§ What to do: Among the entries, how many lines carry the string "Instant"? Give the number and nothing else.

--- Data shown Enclosed Below ---

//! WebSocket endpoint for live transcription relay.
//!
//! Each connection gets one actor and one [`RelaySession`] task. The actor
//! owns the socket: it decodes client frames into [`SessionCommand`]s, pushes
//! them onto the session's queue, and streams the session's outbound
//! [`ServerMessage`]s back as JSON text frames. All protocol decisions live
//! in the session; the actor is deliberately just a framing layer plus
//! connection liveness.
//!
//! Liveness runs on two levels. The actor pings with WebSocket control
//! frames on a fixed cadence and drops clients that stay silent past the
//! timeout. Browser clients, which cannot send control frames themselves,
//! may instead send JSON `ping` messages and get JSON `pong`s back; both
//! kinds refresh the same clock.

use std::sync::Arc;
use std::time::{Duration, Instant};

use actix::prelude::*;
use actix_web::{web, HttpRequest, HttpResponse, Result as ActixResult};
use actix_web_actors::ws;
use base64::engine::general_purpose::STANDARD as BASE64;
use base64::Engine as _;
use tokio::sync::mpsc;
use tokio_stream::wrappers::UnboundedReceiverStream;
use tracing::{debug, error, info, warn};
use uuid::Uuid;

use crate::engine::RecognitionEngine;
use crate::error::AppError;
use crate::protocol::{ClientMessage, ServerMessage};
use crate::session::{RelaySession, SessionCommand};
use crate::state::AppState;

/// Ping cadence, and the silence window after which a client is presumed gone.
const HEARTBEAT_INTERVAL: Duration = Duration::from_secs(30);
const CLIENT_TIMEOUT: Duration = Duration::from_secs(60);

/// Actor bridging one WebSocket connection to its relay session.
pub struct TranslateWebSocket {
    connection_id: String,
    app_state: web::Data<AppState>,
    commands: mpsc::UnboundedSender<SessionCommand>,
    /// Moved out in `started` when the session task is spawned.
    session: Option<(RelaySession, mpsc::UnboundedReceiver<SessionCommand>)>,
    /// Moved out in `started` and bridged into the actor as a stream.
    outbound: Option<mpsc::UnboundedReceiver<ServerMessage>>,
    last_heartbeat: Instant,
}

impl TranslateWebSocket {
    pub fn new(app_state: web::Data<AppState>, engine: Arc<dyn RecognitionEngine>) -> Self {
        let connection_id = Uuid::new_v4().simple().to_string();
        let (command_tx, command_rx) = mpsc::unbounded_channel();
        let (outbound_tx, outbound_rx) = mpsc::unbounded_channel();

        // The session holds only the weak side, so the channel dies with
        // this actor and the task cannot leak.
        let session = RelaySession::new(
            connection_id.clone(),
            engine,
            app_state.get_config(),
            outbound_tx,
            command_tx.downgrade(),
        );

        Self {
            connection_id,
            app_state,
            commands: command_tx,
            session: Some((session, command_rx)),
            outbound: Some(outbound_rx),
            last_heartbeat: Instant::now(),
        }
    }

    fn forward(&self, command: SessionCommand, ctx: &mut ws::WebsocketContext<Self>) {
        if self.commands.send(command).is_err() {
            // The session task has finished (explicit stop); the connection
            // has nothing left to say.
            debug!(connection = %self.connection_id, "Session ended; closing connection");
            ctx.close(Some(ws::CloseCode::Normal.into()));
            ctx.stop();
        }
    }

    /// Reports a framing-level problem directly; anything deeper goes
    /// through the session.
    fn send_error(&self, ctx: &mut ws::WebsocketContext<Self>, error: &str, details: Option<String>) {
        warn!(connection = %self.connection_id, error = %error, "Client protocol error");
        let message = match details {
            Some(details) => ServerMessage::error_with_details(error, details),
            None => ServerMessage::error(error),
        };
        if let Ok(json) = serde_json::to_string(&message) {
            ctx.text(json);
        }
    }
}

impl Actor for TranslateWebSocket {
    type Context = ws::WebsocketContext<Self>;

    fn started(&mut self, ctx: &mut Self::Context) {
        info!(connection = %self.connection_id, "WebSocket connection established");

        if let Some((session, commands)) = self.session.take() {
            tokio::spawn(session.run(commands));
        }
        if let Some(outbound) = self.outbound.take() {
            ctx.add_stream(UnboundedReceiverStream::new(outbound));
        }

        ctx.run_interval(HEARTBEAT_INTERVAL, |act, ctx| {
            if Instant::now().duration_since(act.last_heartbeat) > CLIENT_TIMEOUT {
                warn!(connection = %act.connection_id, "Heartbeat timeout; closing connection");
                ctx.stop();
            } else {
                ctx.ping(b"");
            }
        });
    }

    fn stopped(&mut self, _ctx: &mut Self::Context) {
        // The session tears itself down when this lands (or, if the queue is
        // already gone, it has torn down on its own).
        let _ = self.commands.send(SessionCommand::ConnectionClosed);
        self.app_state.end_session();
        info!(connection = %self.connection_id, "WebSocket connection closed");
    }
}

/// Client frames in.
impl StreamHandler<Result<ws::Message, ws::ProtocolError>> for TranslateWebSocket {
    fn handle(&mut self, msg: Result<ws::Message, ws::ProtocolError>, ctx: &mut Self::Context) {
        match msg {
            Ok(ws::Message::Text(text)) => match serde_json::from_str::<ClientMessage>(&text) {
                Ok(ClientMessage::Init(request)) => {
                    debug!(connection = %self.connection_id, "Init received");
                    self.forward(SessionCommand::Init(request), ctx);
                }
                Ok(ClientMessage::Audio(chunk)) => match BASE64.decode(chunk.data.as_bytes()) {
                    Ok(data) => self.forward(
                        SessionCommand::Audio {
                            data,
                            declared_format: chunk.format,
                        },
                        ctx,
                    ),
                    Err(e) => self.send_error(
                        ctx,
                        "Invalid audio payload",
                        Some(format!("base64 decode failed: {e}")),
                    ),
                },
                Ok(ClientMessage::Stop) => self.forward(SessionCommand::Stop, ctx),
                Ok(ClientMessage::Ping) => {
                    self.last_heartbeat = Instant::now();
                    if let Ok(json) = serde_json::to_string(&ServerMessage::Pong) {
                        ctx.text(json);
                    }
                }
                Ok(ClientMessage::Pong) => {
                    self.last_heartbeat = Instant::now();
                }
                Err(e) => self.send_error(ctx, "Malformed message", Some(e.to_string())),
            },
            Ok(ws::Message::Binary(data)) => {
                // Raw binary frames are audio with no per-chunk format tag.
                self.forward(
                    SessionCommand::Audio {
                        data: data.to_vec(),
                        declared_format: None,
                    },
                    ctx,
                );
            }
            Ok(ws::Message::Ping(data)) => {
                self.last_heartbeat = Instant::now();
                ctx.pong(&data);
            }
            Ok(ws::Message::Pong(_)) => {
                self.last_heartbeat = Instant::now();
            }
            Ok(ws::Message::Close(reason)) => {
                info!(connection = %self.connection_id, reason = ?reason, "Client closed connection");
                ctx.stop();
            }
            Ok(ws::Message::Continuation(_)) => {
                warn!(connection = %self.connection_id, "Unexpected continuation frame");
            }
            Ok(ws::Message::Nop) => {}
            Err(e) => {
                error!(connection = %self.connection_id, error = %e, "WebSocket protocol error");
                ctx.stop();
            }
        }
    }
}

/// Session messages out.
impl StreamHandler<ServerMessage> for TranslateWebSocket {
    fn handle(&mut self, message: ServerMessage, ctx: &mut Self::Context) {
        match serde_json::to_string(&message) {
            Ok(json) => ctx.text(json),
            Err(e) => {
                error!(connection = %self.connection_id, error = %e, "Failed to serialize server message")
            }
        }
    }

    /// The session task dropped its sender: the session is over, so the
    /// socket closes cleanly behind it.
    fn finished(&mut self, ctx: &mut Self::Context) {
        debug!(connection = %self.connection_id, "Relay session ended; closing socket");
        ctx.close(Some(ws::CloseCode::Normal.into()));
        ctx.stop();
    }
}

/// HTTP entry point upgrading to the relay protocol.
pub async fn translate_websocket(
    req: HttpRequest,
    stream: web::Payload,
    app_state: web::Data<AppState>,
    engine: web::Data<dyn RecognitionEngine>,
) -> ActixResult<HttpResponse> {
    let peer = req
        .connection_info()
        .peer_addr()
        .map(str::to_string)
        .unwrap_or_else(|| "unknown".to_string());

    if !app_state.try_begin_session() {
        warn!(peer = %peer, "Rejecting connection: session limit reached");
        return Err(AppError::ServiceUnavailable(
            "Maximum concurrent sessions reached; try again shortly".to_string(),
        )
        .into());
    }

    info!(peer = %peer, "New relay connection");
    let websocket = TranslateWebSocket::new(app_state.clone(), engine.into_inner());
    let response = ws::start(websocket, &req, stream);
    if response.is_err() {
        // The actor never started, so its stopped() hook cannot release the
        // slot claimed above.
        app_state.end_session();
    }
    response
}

--- End of Enclosed Data shown ---
--- Data shown Enclosed Below ---

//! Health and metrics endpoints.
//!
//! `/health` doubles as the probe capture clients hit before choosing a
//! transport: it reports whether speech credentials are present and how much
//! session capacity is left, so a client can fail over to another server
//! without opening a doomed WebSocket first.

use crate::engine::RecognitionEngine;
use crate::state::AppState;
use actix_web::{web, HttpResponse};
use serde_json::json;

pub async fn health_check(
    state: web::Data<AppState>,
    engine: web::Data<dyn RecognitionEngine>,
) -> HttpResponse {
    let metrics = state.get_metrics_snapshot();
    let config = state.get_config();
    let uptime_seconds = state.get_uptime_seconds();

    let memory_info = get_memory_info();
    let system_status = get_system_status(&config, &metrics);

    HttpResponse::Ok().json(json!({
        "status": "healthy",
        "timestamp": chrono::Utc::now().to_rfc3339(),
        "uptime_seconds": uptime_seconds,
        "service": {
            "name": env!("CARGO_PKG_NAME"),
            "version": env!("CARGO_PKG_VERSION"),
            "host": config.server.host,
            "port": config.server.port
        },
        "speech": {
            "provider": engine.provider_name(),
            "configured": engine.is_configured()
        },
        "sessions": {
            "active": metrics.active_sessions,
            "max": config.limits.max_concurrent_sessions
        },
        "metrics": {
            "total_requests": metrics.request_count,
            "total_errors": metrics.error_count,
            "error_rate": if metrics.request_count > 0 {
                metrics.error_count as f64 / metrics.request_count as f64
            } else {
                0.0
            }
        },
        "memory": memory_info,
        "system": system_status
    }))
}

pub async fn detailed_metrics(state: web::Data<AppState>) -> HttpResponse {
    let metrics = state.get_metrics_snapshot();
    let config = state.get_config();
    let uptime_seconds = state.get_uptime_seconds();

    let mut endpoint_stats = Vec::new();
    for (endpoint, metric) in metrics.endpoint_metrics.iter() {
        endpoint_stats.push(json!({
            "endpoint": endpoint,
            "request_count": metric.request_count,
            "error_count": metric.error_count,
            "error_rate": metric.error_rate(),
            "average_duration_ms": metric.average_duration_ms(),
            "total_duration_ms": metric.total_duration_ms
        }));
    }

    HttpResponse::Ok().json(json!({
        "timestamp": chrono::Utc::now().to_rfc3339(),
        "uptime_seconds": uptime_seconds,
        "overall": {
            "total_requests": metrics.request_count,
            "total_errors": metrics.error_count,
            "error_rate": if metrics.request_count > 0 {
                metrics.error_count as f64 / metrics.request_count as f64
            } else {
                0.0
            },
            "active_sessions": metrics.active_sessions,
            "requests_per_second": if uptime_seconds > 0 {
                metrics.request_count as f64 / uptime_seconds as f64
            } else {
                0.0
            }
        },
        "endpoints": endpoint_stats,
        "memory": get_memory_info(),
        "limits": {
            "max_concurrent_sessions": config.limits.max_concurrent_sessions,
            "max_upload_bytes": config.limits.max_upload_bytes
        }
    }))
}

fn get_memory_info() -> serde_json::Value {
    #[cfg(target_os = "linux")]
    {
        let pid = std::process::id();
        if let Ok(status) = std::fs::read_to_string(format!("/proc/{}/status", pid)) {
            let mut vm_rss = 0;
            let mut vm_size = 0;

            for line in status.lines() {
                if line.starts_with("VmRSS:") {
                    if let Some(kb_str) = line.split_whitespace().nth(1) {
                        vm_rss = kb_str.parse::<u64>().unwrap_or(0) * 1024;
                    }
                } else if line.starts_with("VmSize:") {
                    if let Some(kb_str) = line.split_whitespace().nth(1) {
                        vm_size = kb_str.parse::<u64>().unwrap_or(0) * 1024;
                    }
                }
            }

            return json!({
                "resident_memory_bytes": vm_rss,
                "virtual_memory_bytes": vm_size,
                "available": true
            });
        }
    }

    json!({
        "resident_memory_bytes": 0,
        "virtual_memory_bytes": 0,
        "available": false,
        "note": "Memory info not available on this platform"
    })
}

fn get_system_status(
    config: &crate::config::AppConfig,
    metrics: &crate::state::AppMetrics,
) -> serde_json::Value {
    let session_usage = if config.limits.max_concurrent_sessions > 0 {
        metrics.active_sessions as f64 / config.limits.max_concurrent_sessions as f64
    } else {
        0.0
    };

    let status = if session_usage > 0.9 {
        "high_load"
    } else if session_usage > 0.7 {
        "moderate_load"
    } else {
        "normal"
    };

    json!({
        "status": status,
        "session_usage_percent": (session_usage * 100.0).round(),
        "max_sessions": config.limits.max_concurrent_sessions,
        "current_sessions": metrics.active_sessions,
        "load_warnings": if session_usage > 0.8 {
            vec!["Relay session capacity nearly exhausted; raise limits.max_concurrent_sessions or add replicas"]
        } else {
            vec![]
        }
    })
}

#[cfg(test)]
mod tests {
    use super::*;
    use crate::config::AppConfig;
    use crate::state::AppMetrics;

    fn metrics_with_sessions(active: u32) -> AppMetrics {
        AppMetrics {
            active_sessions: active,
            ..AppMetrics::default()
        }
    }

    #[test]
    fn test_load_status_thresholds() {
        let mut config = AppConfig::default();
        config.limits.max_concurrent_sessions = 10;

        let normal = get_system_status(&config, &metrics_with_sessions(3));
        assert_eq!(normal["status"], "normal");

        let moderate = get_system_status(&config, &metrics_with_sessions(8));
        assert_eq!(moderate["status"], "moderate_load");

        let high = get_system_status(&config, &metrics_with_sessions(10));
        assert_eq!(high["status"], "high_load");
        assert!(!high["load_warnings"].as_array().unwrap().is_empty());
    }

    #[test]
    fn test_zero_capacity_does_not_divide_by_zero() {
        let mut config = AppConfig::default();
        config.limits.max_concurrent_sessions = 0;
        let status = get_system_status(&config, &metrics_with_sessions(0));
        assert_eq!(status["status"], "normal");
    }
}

--- End of Enclosed Data shown ---

§ The completed task: 8